PARASUBIDAS

Maestros de la juventud

Por: Rogelio Guedea

La distancia de mi país siempre me acerca más a mi país, me hace entrar y salir, siempre, en los vericuetos del recuerdo.

A veces hay recuerdos dulces, y otras no tanto.  La otra mañana me vino a la cabeza un recuerdo dulce que no quise dejar volar. Era el recuerdo de algunos maestros de cuando estudié en la Facultad de Derecho.

Maestros que se asieron al recuerdo que ahora me vino a la cabeza y lo hicieron renacer. Me refiero a mis maestros Guillermo Ruelas, René Rodríguez, Mario de la Madrid Andrade y Carlos Garibay Paniagua.

De cada uno de ellos tengo un recuerdo especial, que quizá ellos no recuerden ya. Pero yo sí, y eso es lo que importa: que uno deje en sus alumnos un recuerdo, una convicción, una fe.
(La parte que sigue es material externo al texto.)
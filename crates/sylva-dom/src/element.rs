//! Element view

use std::fmt;
use std::hash::{Hash, Hasher};

use crate::arena::ElementData;
use crate::attributes::Attributes;
use crate::children::Children;
use crate::namespace::Namespace;
use crate::node::{Node, NodeRef, NodeType};

/// An element (a `<template>` element included)
#[derive(Clone, Copy)]
pub struct Element<'a> {
    pub(crate) at: NodeRef<'a>,
    data: &'a ElementData,
    tag_name: &'a str,
}

impl<'a> Element<'a> {
    pub(crate) fn new(at: NodeRef<'a>, data: &'a ElementData) -> Self {
        let tag_name = at.arena.interner.resolve(data.tag);
        Self { at, data, tag_name }
    }

    /// `Element`, or `Template` for a `<template>` element
    pub fn node_type(&self) -> NodeType {
        if self.data.template {
            NodeType::Template
        } else {
            NodeType::Element
        }
    }

    /// Tag name as normalized by the parser (lower case for HTML,
    /// case-corrected for SVG)
    #[inline]
    pub fn tag_name(&self) -> &'a str {
        self.tag_name
    }

    #[inline]
    pub fn namespace(&self) -> Namespace {
        self.data.namespace
    }

    #[inline]
    pub fn is_template(&self) -> bool {
        self.data.template
    }

    pub fn attributes(&self) -> Attributes<'a> {
        Attributes::new(self.at.arena, &self.data.attrs)
    }

    /// Child sequence; for a template these are the template contents
    pub fn children(&self) -> Children<'a> {
        Children::new(self.at.arena, &self.data.children)
    }

    /// Text of the element when its only child is a text node
    pub fn text(&self) -> Option<&'a str> {
        match self.data.children.as_slice() {
            [only] => match Node::from_id(self.at.arena, *only) {
                Node::Text(text) => Some(text.text()),
                _ => None,
            },
            _ => None,
        }
    }

    pub fn offset(&self) -> usize {
        self.at.offset()
    }

    pub fn parent(&self) -> Option<Node<'a>> {
        self.at.parent()
    }

    pub fn index_within_parent(&self) -> usize {
        self.at.index()
    }

    pub fn as_node(&self) -> Node<'a> {
        Node::Element(*self)
    }
}

impl PartialEq for Element<'_> {
    fn eq(&self, other: &Self) -> bool {
        self.at == other.at
    }
}

impl Eq for Element<'_> {}

impl Hash for Element<'_> {
    fn hash<H: Hasher>(&self, state: &mut H) {
        self.at.hash(state);
    }
}

impl fmt::Display for Element<'_> {
    fn fmt(&self, f: &mut fmt::Formatter<'_>) -> fmt::Result {
        write!(f, "<{}>", self.tag_name)
    }
}

impl fmt::Debug for Element<'_> {
    fn fmt(&self, f: &mut fmt::Formatter<'_>) -> fmt::Result {
        f.debug_struct("Element")
            .field("tag", &self.tag_name)
            .field("namespace", &self.data.namespace)
            .field("offset", &self.offset())
            .field("attributes", &self.data.attrs.len())
            .field("children", &self.data.children.len())
            .finish()
    }
}

#[cfg(test)]
mod tests {
    use crate::{ArenaBuilder, AttrNamespace, Namespace, NodeType};

    #[test]
    fn test_template_is_an_element() {
        let mut b = ArenaBuilder::new();
        let template = b.create_element("template", Namespace::Html, true, 0);
        let p = b.create_element("p", Namespace::Html, false, 10);
        b.append(b.document(), template);
        b.append(template, p);
        let arena = b.finish();

        let root = arena.root();
        assert_eq!(root.node_type(), NodeType::Template);
        assert!(root.is_tag());
        let children = root.children().unwrap();
        assert_eq!(children.len(), 1);
        assert_eq!(children.get(0).unwrap().tag_name().unwrap(), "p");
    }

    #[test]
    fn test_text_heuristic() {
        let mut b = ArenaBuilder::new();
        let h1 = b.create_element("h1", Namespace::Html, false, 0);
        let div = b.create_element("div", Namespace::Html, false, 20);
        let em = b.create_element("em", Namespace::Html, false, 26);
        b.append(b.document(), h1);
        b.append_text(h1, "Lorem Ipsum", 4);
        b.append(h1, div);
        b.append_text(div, "a", 25);
        b.append(div, em);
        let arena = b.finish();

        let h1 = arena.root().as_element().unwrap();
        assert_eq!(h1.text(), None);
        let div = h1.children().get(1).unwrap().as_element().unwrap();
        assert_eq!(div.text(), None);
        let em = div.children().get(1).unwrap().as_element().unwrap();
        assert_eq!(em.text(), None);

        let mut b = ArenaBuilder::new();
        let h1 = b.create_element("h1", Namespace::Html, false, 0);
        b.append(b.document(), h1);
        b.append_text(h1, "Lorem Ipsum", 4);
        let arena = b.finish();
        assert_eq!(arena.root().as_element().unwrap().text(), Some("Lorem Ipsum"));
    }

    #[test]
    fn test_namespace_and_display() {
        let mut b = ArenaBuilder::new();
        let svg = b.create_element("svg", Namespace::Svg, false, 3);
        b.add_attribute(svg, "xlink:href", "#a", AttrNamespace::XLink);
        b.append(b.document(), svg);
        let arena = b.finish();

        let svg = arena.root().as_element().unwrap();
        assert_eq!(svg.namespace(), Namespace::Svg);
        assert_eq!(svg.offset(), 3);
        assert_eq!(svg.to_string(), "<svg>");
        assert_eq!(svg.attributes().len(), 1);
    }
}
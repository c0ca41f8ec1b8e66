//! Parser Configuration

use html5ever::ParseOpts;
use html5ever::tokenizer::TokenizerOpts;
use html5ever::tree_builder::TreeBuilderOpts;

/// Parser configuration options
#[derive(Debug, Clone, PartialEq, Eq)]
pub struct ParseOptions {
    /// Parse `<noscript>` content as raw text, as a scripting browser would
    pub scripting_enabled: bool,

    /// Parse as an `<iframe srcdoc>` document (never quirks mode)
    pub iframe_srcdoc: bool,

    /// Do not record the DOCTYPE on the document
    pub drop_doctype: bool,

    /// Ask html5ever for detailed error messages
    pub exact_errors: bool,

    /// Maximum number of parse errors kept (None = all)
    pub max_errors: Option<usize>,

    /// Recover source byte offsets for every node.
    ///
    /// When false the input is handed to html5ever in one piece, every
    /// offset reads 0 and `<![CDATA[` sections in foreign content come back
    /// as ordinary text.
    pub track_offsets: bool,

    /// Replace invalid UTF-8 with U+FFFD instead of failing
    pub replace_invalid_utf8: bool,
}

impl Default for ParseOptions {
    fn default() -> Self {
        Self {
            scripting_enabled: false,
            iframe_srcdoc: false,
            drop_doctype: false,
            exact_errors: false,
            max_errors: None,
            track_offsets: true,
            replace_invalid_utf8: false,
        }
    }
}

impl ParseOptions {
    pub(crate) fn to_html5ever(&self) -> ParseOpts {
        ParseOpts {
            tokenizer: TokenizerOpts {
                exact_errors: self.exact_errors,
                ..TokenizerOpts::default()
            },
            tree_builder: TreeBuilderOpts {
                exact_errors: self.exact_errors,
                scripting_enabled: self.scripting_enabled,
                iframe_srcdoc: self.iframe_srcdoc,
                drop_doctype: self.drop_doctype,
                ..TreeBuilderOpts::default()
            },
        }
    }
}

#[cfg(test)]
mod tests {
    use super::*;

    #[test]
    fn test_defaults() {
        let opts = ParseOptions::default();
        assert!(!opts.scripting_enabled);
        assert!(opts.track_offsets);
        assert_eq!(opts.max_errors, None);

        let html5ever = opts.to_html5ever();
        assert!(!html5ever.tree_builder.scripting_enabled);
        assert!(!html5ever.tree_builder.drop_doctype);
    }

    #[test]
    fn test_flags_reach_html5ever() {
        let opts = ParseOptions {
            scripting_enabled: true,
            drop_doctype: true,
            exact_errors: true,
            ..ParseOptions::default()
        };
        let html5ever = opts.to_html5ever();
        assert!(html5ever.tree_builder.scripting_enabled);
        assert!(html5ever.tree_builder.drop_doctype);
        assert!(html5ever.tree_builder.exact_errors);
        assert!(html5ever.tokenizer.exact_errors);
    }
}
Yo creo que es bueno que les recuerde a estos maestros fundamentales ese recuerdo que tengo de ellos y que fue, desde entonces y para siempre, la piedra o cimiento sobre el que levanté la casa que ahora soy, y que me basta a mí solo no avergonzarme de ella. Del maestro Guillermo Ruelas tengo el recuerdo fijo de su fe irreductible en mí.

Cuántas veces no estuve en su casa conversando sobre la vida y sobre los libros que hablaban de la vida, y cuántas no entré con estos mis pasos titubeantes por esa puerta de su casa que siempre estuvo abierta para mí, y creo que para todos aquellos que fuimos sus alumnos. Del maestro Mario de la Madrid Andrade me queda, aparte de su sólida formación como jurista, aquel gesto que tuvo conmigo para la presentación de mi primer poemario, Los dolores de la carne, en el auditorio de la entonces Facultad de Derecho, siendo él director.
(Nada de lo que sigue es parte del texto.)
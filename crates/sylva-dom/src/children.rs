//! Child sequences

use std::fmt;
use std::iter::FusedIterator;

use crate::arena::{Arena, NodeId};
use crate::error::{DomError, Result};
use crate::node::Node;

/// Ordered children of a document or element
///
/// A cheap `Copy` handle: every call to [`Children::iter`] starts a fresh
/// pass, so the sequence can be walked any number of times.
#[derive(Clone, Copy)]
pub struct Children<'a> {
    arena: &'a Arena,
    ids: &'a [NodeId],
}

impl<'a> Children<'a> {
    pub(crate) fn new(arena: &'a Arena, ids: &'a [NodeId]) -> Self {
        Self { arena, ids }
    }

    #[inline]
    pub fn len(&self) -> usize {
        self.ids.len()
    }

    #[inline]
    pub fn is_empty(&self) -> bool {
        self.ids.is_empty()
    }

    /// Child at position `index`
    pub fn get(&self, index: usize) -> Result<Node<'a>> {
        self.ids
            .get(index)
            .map(|&id| Node::from_id(self.arena, id))
            .ok_or(DomError::IndexOutOfRange {
                index,
                len: self.ids.len(),
            })
    }

    pub fn first(&self) -> Option<Node<'a>> {
        self.ids.first().map(|&id| Node::from_id(self.arena, id))
    }

    pub fn last(&self) -> Option<Node<'a>> {
        self.ids.last().map(|&id| Node::from_id(self.arena, id))
    }

    pub fn iter(&self) -> ChildIter<'a> {
        ChildIter {
            arena: self.arena,
            ids: self.ids.iter(),
        }
    }

    /// Element children only
    pub fn elements(&self) -> impl Iterator<Item = crate::Element<'a>> + use<'a> {
        self.iter().filter_map(|node| node.as_element())
    }
}

impl<'a> IntoIterator for Children<'a> {
    type Item = Node<'a>;
    type IntoIter = ChildIter<'a>;

    fn into_iter(self) -> Self::IntoIter {
        self.iter()
    }
}

impl<'a> IntoIterator for &Children<'a> {
    type Item = Node<'a>;
    type IntoIter = ChildIter<'a>;

    fn into_iter(self) -> Self::IntoIter {
        self.iter()
    }
}

impl fmt::Debug for Children<'_> {
    fn fmt(&self, f: &mut fmt::Formatter<'_>) -> fmt::Result {
        f.debug_list().entries(self.iter()).finish()
    }
}

/// Iterator over a [`Children`] sequence
#[derive(Clone)]
pub struct ChildIter<'a> {
    arena: &'a Arena,
    ids: std::slice::Iter<'a, NodeId>,
}

impl<'a> Iterator for ChildIter<'a> {
    type Item = Node<'a>;

    #[inline]
    fn next(&mut self) -> Option<Self::Item> {
        self.ids.next().map(|&id| Node::from_id(self.arena, id))
    }

    #[inline]
    fn size_hint(&self) -> (usize, Option<usize>) {
        self.ids.size_hint()
    }

    fn nth(&mut self, n: usize) -> Option<Self::Item> {
        self.ids.nth(n).map(|&id| Node::from_id(self.arena, id))
    }
}

impl DoubleEndedIterator for ChildIter<'_> {
    fn next_back(&mut self) -> Option<Self::Item> {
        self.ids.next_back().map(|&id| Node::from_id(self.arena, id))
    }
}

impl ExactSizeIterator for ChildIter<'_> {}

impl FusedIterator for ChildIter<'_> {}

#[cfg(test)]
mod tests {
    use super::*;
    use crate::{ArenaBuilder, Namespace};

    fn list() -> Arena {
        let mut b = ArenaBuilder::new();
        let ul = b.create_element("ul", Namespace::Html, false, 0);
        b.append(b.document(), ul);
        for (i, offset) in [4usize, 13, 22].into_iter().enumerate() {
            let li = b.create_element("li", Namespace::Html, false, offset);
            b.append(ul, li);
            b.append_text(li, &i.to_string(), offset + 4);
        }
        b.finish()
    }

    #[test]
    fn test_len_and_get() {
        let arena = list();
        let children = arena.root().children().unwrap();
        assert_eq!(children.len(), 3);
        assert!(!children.is_empty());
        assert_eq!(children.get(2).unwrap().offset(), 22);
        assert_eq!(
            children.get(3).unwrap_err(),
            DomError::IndexOutOfRange { index: 3, len: 3 }
        );
    }

    #[test]
    fn test_restartable_iteration() {
        let arena = list();
        let children = arena.root().children().unwrap();
        let first: Vec<_> = children.iter().collect();
        let second: Vec<_> = children.into_iter().collect();
        assert_eq!(first, second);
        assert_eq!(first.len(), 3);
    }

    #[test]
    fn test_iter_matches_get() {
        let arena = list();
        let children = arena.root().children().unwrap();
        for (i, child) in children.iter().enumerate() {
            assert_eq!(child, children.get(i).unwrap());
            assert_eq!(child.index_within_parent(), i);
        }
        let reversed: Vec<_> = children.iter().rev().map(|n| n.offset()).collect();
        assert_eq!(reversed, [22, 13, 4]);
        assert_eq!(children.iter().len(), 3);
    }

    #[test]
    fn test_empty_children() {
        let arena = ArenaBuilder::new().finish();
        let children = arena.document().children().unwrap();
        assert!(children.is_empty());
        assert_eq!(children.iter().next(), None);
        assert!(children.first().is_none());
    }
}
Una presentación tan entrañable como esta foto de aquel día que tengo ahora mismo entre mis manos.  Tenía entonces veintitrés años, era mi primer libro y no merecía, de verdad, tal cobijo. Sin embargo, basta un maestro sensible para darle a un sueño sin alas unos pies grandes para que no deje de caminar. Aunque él no lo crea (uno no siempre es lo que piensa de sí mismo), el maestro René Rodríguez fue una especie de tutor o  guía moral para mí.

Estoy (casi) seguro que no recuerda el hecho, pero se lo precisaré: en una ocasión que yo estaba en el cajero automático de Bancomer San Fernando rasguñando los pocos pesos que me quedaban en la cuenta (eran tiempos de tantas carencias), el maestro René Rodríguez, que pasaba por ahí, se acercó y me dijo contundente: “si necesitas algo, lo que sea, dime, Rogelio”.  No, gracias, licenciado, contesté.  ¿De veras?, insistió como si alguien le hubiera dicho que yo no iba a encontrar –como lo fue- ni un solo peso en mi cuenta. De veras, dije.

Este mismo sentimiento tuve de mi maestro Carlos Garibay Paniagua, quien una tarde me hizo llamar para preguntarme, visiblemente preocupado, por mi estado de salud, pues recuerdo que yo, debido a que estaba subiendo uno de los tantos caminos escarpados que me han tocado o me he impuesto, había enflaquecido más de lo debido.

Todo está bien, le dije. Y él: “si necesitaras apoyo… ”. Palabras que todavía siguen siendo un bálsamo para el que fui entonces y para el que sobrevive gracias a estos recuerdos. Y es que, cuando hablo de los maestros fundamentales me doy cuenta que no hay mejor educación que el ejemplo, sobre todo cuando éste toca las fibras humanas más íntimas, porque un conocimiento sin dimensión humana es mar sin aguas. A mí estos maestros –y otros que he tenido a lo largo de la vida- me enseñaron, sin ellos quizá darse cuenta, a luchar por la verdad y la justicia, a amar al prójimo y a la libertad, a ser amigo de la virtud y la sabiduría, a no tener miedo. Me enseñaron, pues, todo eso que no tuvieron  los maestros que olvidé.

P.D. Aunque no conozco a Jaime René Martínez Torres, agradezco en todo lo que valen sus profundas reflexiones morales sobre la madre y el arte de escribir.